Link tenía razón. Gatlin parecía un pueblo fantasma. La mayoría de sus habitantes todavía estaría en la feria. O en casa hablando por teléfono, relatando los detalles de cierto concurso de repostería que permanecería en la memoria colectiva de la comunidad durante décadas. Todos estaban convencido de que la señora Lincoln no había permitido que ningún miembro de la sociedad dejara de verla compitiendo con Amma por el primer puesto del concurso de tartas. Aunque, por otro lado, seguro que en aquellos momentos estaría preguntando por qué no se había presentado mejor al concurso de quimbombó en vinagre.
—No todo el mundo —dije. Me había quedado sin ideas ni explicaciones, pero sabía dónde conseguir ambas cosas.
—¿Seguro que esto es buena idea? ¿Y si Marian no está?
Link estaba nervioso. Ver a Ridley con una especie de Íncubo mutante no había sacado precisamente lo mejor de él. Yo, sin embargo, creía que no tenía nada de qué preocuparse. Era evidente que John Breed no andaba detrás de Ridley, sino de Lena.
Consulté la hora en el móvil. Eran casi las once.
—Es festivo y ya sabes lo que eso significa. Marian debe de estar en la Lunae Libri.
Así funcionaban las cosas en Gatlin. Marian trabajaba de bibliotecaria jefe de la Biblioteca del Condado de nueve de la mañana a seis de la tarde de lunes a viernes, pero los días festivos, era bibliotecaria jefe de la Biblioteca Caster de nueve de la noche a seis de la mañana.
Cuando la biblioteca de Gatlin estaba cerrada, la biblioteca de los Caster estaba abierta. Y en la Lunae Libri había una puerta que llevaba a los Túneles.
Bajé del coche mientras Link cogía una linterna de la guantera.
—Lo sé, lo sé. La biblioteca de Gatlin está cerrada y la biblioteca de los Caster está abierta toda la noche puesto que la mayoría de los clientes nocturnos de Marian no pueden salir durante el día —dijo Link iluminando la fachada de la Historical Society. Frente a nosotros apareció un letrero de bronce con la leyenda: HIJAS DE LA REVOLUCIÓN AMERICANA. De todas formas, sin mi madre, la señora Asher o la señora Snow supieran lo que se oculta en el sótano de su edificio…

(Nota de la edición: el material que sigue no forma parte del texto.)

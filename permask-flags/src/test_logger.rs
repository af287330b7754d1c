use std::sync::Once;
use tracing_subscriber::{layer::SubscriberExt, registry::Registry, EnvFilter};

static TRACING_INIT: Once = Once::new();

/// Tracing for tests, filtered through `RUST_LOG`. Safe to call at the
/// top of every test; only the first call installs the subscriber.
pub fn test_logger() {
    TRACING_INIT.call_once(|| {
        let layer = tracing_tree::HierarchicalLayer::default()
            .with_writer(std::io::stderr)
            .with_indent_lines(true)
            .with_indent_amount(2)
            .with_targets(true);

        let subscriber = Registry::default()
            .with(layer)
            .with(EnvFilter::from_default_env());

        tracing::subscriber::set_global_default(subscriber).unwrap();
    });
}
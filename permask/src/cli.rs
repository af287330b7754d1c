use clap::{Args, Parser, Subcommand, ValueEnum};
use permask_flags::{FlagTable, CAMERA, PERMISSIONS};
use std::fmt;

#[derive(Parser, Debug)]
#[command(
    author,
    version,
    about = "Bit-flag permission words from the command line",
    long_about = None,
    flatten_help = true
)]
pub struct Cli {
    #[command(subcommand)]
    pub command: Commands,
}

#[derive(Subcommand, Debug)]
pub enum Commands {
    /// Print a flag word and the named flags set in it
    Show(ShowFlags),

    /// Set the named flags in a word
    Grant(EditFlags),

    /// Clear the named flags in a word
    Revoke(EditFlags),

    /// Check whether a word holds a named flag
    Check(CheckFlags),

    /// Flip one bit of a word, by name or by 0-based position
    Toggle(ToggleFlags),

    /// Check whether a number is a power of two
    Pow2(Pow2Flags),

    /// Read-eval-print loop over a single flag word
    Shell(ShellFlags),
}

#[derive(Args, Debug)]
pub struct ShowFlags {
    #[command(flatten)]
    pub table: TableFlag,

    /// The flag word, as an integer
    pub bits: u32,
}

#[derive(Args, Debug)]
pub struct EditFlags {
    #[command(flatten)]
    pub table: TableFlag,

    /// The flag word, as an integer
    pub bits: u32,

    /// Name(s) of the flags to edit
    #[arg(required = true)]
    pub flags: Vec<String>,
}

#[derive(Args, Debug)]
pub struct CheckFlags {
    #[command(flatten)]
    pub table: TableFlag,

    /// The flag word, as an integer
    pub bits: u32,

    /// Name of the flag to check
    pub flag: String,
}

#[derive(Args, Debug)]
pub struct ToggleFlags {
    #[command(flatten)]
    pub table: TableFlag,

    /// The flag word, as an integer
    pub bits: u32,

    /// A flag name, or a 0-based bit position
    ///
    /// A leading digit or `-` is read as a position
    pub flag: String,
}

#[derive(Args, Debug)]
pub struct Pow2Flags {
    /// The number to test
    pub number: i64,
}

#[derive(Args, Debug)]
pub struct ShellFlags {
    #[command(flatten)]
    pub table: TableFlag,

    /// Initial flag word
    ///
    /// Defaults to all flags clear
    pub bits: Option<u32>,
}

#[derive(Args, Debug)]
pub struct TableFlag {
    #[arg(long, value_enum, default_value_t = Table::Permissions)]
    /// Which table of flag names to resolve against
    pub table: Table,
}

#[derive(ValueEnum, Clone, Copy, Debug)]
pub enum Table {
    Permissions,
    Camera,
}

impl Table {
    pub fn resolve(self) -> &'static FlagTable {
        match self {
            Table::Permissions => &PERMISSIONS,
            Table::Camera => &CAMERA,
        }
    }
}

impl fmt::Display for Table {
    fn fmt(&self, f: &mut fmt::Formatter) -> fmt::Result {
        f.write_str(self.resolve().name())
    }
}
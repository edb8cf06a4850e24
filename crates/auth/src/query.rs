//! Scoped right queries.

use serde::{Deserialize, Serialize};

use refdata_core::{FacilityId, ProgramId, RightId, ValueObject};

use crate::lookup::{FacilityLookup, ProgramLookup, RightLookup};
use crate::{RightsError, RightsResult};

#[derive(Debug, Copy, Clone, PartialEq, Eq, Hash, Serialize, Deserialize)]
#[serde(tag = "scope", rename_all = "snake_case")]
enum QueryScope {
    Unscoped,
    Supervision {
        program: ProgramId,
        facility: FacilityId,
    },
    Fulfillment {
        warehouse: FacilityId,
    },
}

/// "Does this right apply here?"
///
/// A query carries either no scope, a program+facility pair (supervision), or
/// a warehouse (fulfillment). Invalid combinations cannot be constructed.
#[derive(Debug, Copy, Clone, PartialEq, Eq, Hash, Serialize, Deserialize)]
pub struct RightQuery {
    right: RightId,
    #[serde(flatten)]
    scope: QueryScope,
}

impl ValueObject for RightQuery {}

impl RightQuery {
    pub fn new(right: RightId) -> Self {
        Self {
            right,
            scope: QueryScope::Unscoped,
        }
    }

    pub fn supervision(right: RightId, program: ProgramId, facility: FacilityId) -> Self {
        Self {
            right,
            scope: QueryScope::Supervision { program, facility },
        }
    }

    pub fn fulfillment(right: RightId, warehouse: FacilityId) -> Self {
        Self {
            right,
            scope: QueryScope::Fulfillment { warehouse },
        }
    }

    /// Build a query from optional parts, as they arrive from a request.
    pub fn from_parts(
        right: Option<RightId>,
        program: Option<ProgramId>,
        facility: Option<FacilityId>,
        warehouse: Option<FacilityId>,
    ) -> RightsResult<Self> {
        let Some(right) = right else {
            return Err(RightsError::invalid_query("right is required"));
        };

        match (program, facility, warehouse) {
            (None, None, None) => Ok(Self::new(right)),
            (Some(program), Some(facility), None) => Ok(Self::supervision(right, program, facility)),
            (None, None, Some(warehouse)) => Ok(Self::fulfillment(right, warehouse)),
            (Some(_), None, _) => Err(RightsError::invalid_query(
                "program was given without a facility",
            )),
            (None, Some(_), _) => Err(RightsError::invalid_query(
                "facility was given without a program",
            )),
            (Some(_), Some(_), Some(_)) => Err(RightsError::invalid_query(
                "warehouse cannot be combined with program and facility",
            )),
        }
    }

    /// Like `from_parts`, but every referenced id must resolve.
    pub fn resolve<L>(
        lookup: &L,
        right: RightId,
        program: Option<ProgramId>,
        facility: Option<FacilityId>,
        warehouse: Option<FacilityId>,
    ) -> RightsResult<Self>
    where
        L: RightLookup + ProgramLookup + FacilityLookup + ?Sized,
    {
        let query = Self::from_parts(Some(right), program, facility, warehouse)?;

        if lookup.find_right_by_id(right).is_none() {
            return Err(RightsError::UnknownRight(right));
        }
        if let Some(program) = query.program() {
            if lookup.find_program_by_id(program).is_none() {
                return Err(RightsError::UnknownProgram(program.to_string()));
            }
        }
        for facility in query.facility().into_iter().chain(query.warehouse()) {
            if lookup.find_facility_by_id(facility).is_none() {
                return Err(RightsError::UnknownFacility(facility.to_string()));
            }
        }

        Ok(query)
    }

    pub fn right(&self) -> RightId {
        self.right
    }

    pub fn program(&self) -> Option<ProgramId> {
        self.supervision_scope().map(|(program, _)| program)
    }

    pub fn facility(&self) -> Option<FacilityId> {
        self.supervision_scope().map(|(_, facility)| facility)
    }

    pub fn warehouse(&self) -> Option<FacilityId> {
        match self.scope {
            QueryScope::Fulfillment { warehouse } => Some(warehouse),
            _ => None,
        }
    }

    pub fn supervision_scope(&self) -> Option<(ProgramId, FacilityId)> {
        match self.scope {
            QueryScope::Supervision { program, facility } => Some((program, facility)),
            _ => None,
        }
    }

    pub fn is_unscoped(&self) -> bool {
        self.scope == QueryScope::Unscoped
    }
}

impl core::fmt::Display for RightQuery {
    fn fmt(&self, f: &mut core::fmt::Formatter<'_>) -> core::fmt::Result {
        match self.scope {
            QueryScope::Unscoped => write!(f, "right {}", self.right),
            QueryScope::Supervision { program, facility } => write!(
                f,
                "right {} for program {} at facility {}",
                self.right, program, facility
            ),
            QueryScope::Fulfillment { warehouse } => {
                write!(f, "right {} at warehouse {}", self.right, warehouse)
            }
        }
    }
}
//! Domain error model shared by every reference-data crate.

use thiserror::Error;

pub type DomainResult<T> = Result<T, DomainError>;

/// Deterministic failure of a domain operation.
///
/// Snapshot I/O and lookup-store failures are not modelled here; they surface
/// as `anyhow` errors at the infrastructure edge.
#[derive(Debug, Error, Clone, PartialEq, Eq)]
pub enum DomainError {
    /// Malformed input: a blank code or username, an unknown log format.
    #[error("validation failed: {0}")]
    Validation(String),

    #[error("invariant violated: {0}")]
    InvariantViolation(String),

    /// An identifier did not parse (e.g. a `rightId` query parameter).
    #[error("invalid identifier: {0}")]
    InvalidId(String),

    #[error("{0} not found")]
    NotFound(String),

    /// Duplicate reference data or a stale expected version.
    #[error("conflict: {0}")]
    Conflict(String),
}

impl DomainError {
    pub fn validation(msg: impl Into<String>) -> Self {
        Self::Validation(msg.into())
    }

    pub fn invariant(msg: impl Into<String>) -> Self {
        Self::InvariantViolation(msg.into())
    }

    pub fn invalid_id(msg: impl Into<String>) -> Self {
        Self::InvalidId(msg.into())
    }

    pub fn conflict(msg: impl Into<String>) -> Self {
        Self::Conflict(msg.into())
    }

    pub fn not_found(what: impl Into<String>) -> Self {
        Self::NotFound(what.into())
    }
}
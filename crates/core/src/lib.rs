//! `refdata-core`: reference-data domain building blocks.
//!
//! This crate contains **pure domain** primitives (no infrastructure concerns):
//! identifiers, codes, the domain error model and the aggregate/entity traits
//! shared by the rights engine and its collaborators.

pub mod aggregate;
pub mod code;
pub mod entity;
pub mod error;
pub mod id;
pub mod value_object;

pub use aggregate::{Aggregate, AggregateRoot, ExpectedVersion};
pub use code::Code;
pub use entity::Entity;
pub use error::{DomainError, DomainResult};
pub use id::{
    FacilityId, ProgramId, RequisitionGroupId, RightId, RoleId, SupervisoryNodeId, UserId,
};
pub use value_object::ValueObject;
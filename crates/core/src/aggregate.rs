//! Aggregate root traits for reference-data models that evolve through events.

use crate::error::{DomainError, DomainResult};

/// Aggregate root marker + minimal interface.
pub trait AggregateRoot {
    /// Strongly-typed aggregate identifier.
    type Id: Clone + Eq + core::hash::Hash + core::fmt::Debug;

    /// Returns the aggregate identifier.
    fn id(&self) -> &Self::Id;

    /// Number of events applied to this aggregate so far.
    fn version(&self) -> u64;
}

/// Optimistic concurrency expectation for an aggregate.
///
/// Used by whole-set replacement commands so that two administrators editing
/// the same user do not silently overwrite each other.
#[derive(Debug, Copy, Clone, PartialEq, Eq, Default, serde::Serialize, serde::Deserialize)]
pub enum ExpectedVersion {
    /// Skip version checking.
    #[default]
    Any,
    /// Require the aggregate to be at an exact version.
    Exact(u64),
}

impl ExpectedVersion {
    pub fn matches(self, actual: u64) -> bool {
        match self {
            ExpectedVersion::Any => true,
            ExpectedVersion::Exact(v) => v == actual,
        }
    }

    pub fn check(self, actual: u64) -> DomainResult<()> {
        if self.matches(actual) {
            Ok(())
        } else {
            Err(DomainError::conflict(format!(
                "optimistic concurrency check failed (expected: {self:?}, actual: {actual})"
            )))
        }
    }
}

/// Aggregate execution semantics (pure, deterministic).
///
/// - `handle(&self, cmd)` decides which events happen, without mutating state.
/// - `apply(&mut self, event)` evolves state from a single event.
pub trait Aggregate: AggregateRoot {
    type Command: Clone + core::fmt::Debug;
    type Event: Clone + core::fmt::Debug;
    type Error: core::fmt::Debug;

    fn apply(&mut self, event: &Self::Event);

    fn handle(&self, command: &Self::Command) -> Result<Vec<Self::Event>, Self::Error>;
}

#[cfg(test)]
mod tests {
    use super::*;

    #[test]
    fn any_matches_every_version() {
        assert!(ExpectedVersion::Any.matches(0));
        assert!(ExpectedVersion::Any.check(42).is_ok());
    }

    #[test]
    fn exact_mismatch_is_a_conflict() {
        let err = ExpectedVersion::Exact(3).check(4).unwrap_err();
        assert!(matches!(err, DomainError::Conflict(_)));
        assert!(ExpectedVersion::Exact(4).check(4).is_ok());
    }
}
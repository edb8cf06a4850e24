//! Entity trait: identity + continuity across state changes.

/// Entity marker + minimal interface.
///
/// Reference entities (rights, roles, programs, facilities, supervisory
/// nodes) are compared by this identity, never by their attribute values.
pub trait Entity {
    /// Strongly-typed entity identifier.
    type Id: Clone + Eq + core::hash::Hash + core::fmt::Debug;

    /// Returns the entity identifier.
    fn id(&self) -> &Self::Id;
}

Llevaba su pesada linterna metálica como si blandiera un arma.
—¿Estás pensando en tumbar a alguien con ese cacharro?
Link se encogió de hombros.
—Uno nunca sabe lo que puede encontrar por ahí.
Yo sabía en qué estaba pensando. Ninguno de los dos había vuelto a la Lunae Libri desde el cumpleaños de Lena. Y en nuestra última visita habíamos encontrado pocos diccionarios y mucho peligro.
Peligro y muerte. Aquella noche cometimos un error y las consecuencias se dejaron sentir allí mismo y en otros sitios. Si yo hubiera llegado antes a Ravenwood, si hubiera encontrado el Libro de las Lunas, si hubiera podido ayudar a Lena a luchar contra Sarafine… si hubiéramos hecho una sola cosa de otra forma, ¿seguiría Macon con vida?
Rodeamos el viejo edificio de ladrillo rojo para llegar a la parte de atrás, que bañaba la luz de la luna. Link apuntó la linterna a una ventana enrejada próxima al suelo, se acercó y se puso en cuclillas.
—¿Estás listo, tío?
La linterna temblaba en sus manos.
—¿Y tú? ¿Estás listo?
Metí la mano a través de la reja, que tan bien conocía, y desapareció como siempre, en la ilusoria entrada de la Lunae Libri. En Gatlin, pocas cosas eran lo que aparentaban a primera vista. Al menos, en lo que se refería a los Caster.
—Me sorprende que ese hechizo siga funcionando —dijo Link, observando cómo yo sacaba la mano intacta de la reja.
—Lena me dijo que no es de los más difíciles. Una especie de hechizo de ocultación típico de Larkin.
—¿Te has preguntado si no será una trampa?
La linterna temblaba tanto que el haz de luz casi no paraba quieto en la reja.
—Sólo hay una forma de averiguarlo.
Cerré los ojos y atravesé la reja. Si antes me encontraba entre los crecidos arbustos de la parte trasera del edificio, ahora estaba en la escalera de piedra que bajaba al corazón de la Lunae Libri. Sentí un escalofrío al cruzar el umbral encantado que daba paso a la biblioteca, pero no por el contacto con lo sobrenatural. El escalofrío, la incomodidad se debía a todo lo contrario, a que ya nada parecía diferente. El aire era aire a ambos lados de la reja por mucho que ahora la oscuridad fuera absoluta. Tampoco sentía ya el poder de la magia, ni en Gatlin ni debajo de Gatlin. Estaba magullado y furioso, pero también esperanzado. Estaba convencido de que Lena sentía algo por John, pero existía la posibilidad de que me equivocara, de que, sencillamente, John y Ridley estuvieran ejerciendo su influencia sobre ella. Merecía la pena haber cruzado otra vez al lado equivocado de la reja.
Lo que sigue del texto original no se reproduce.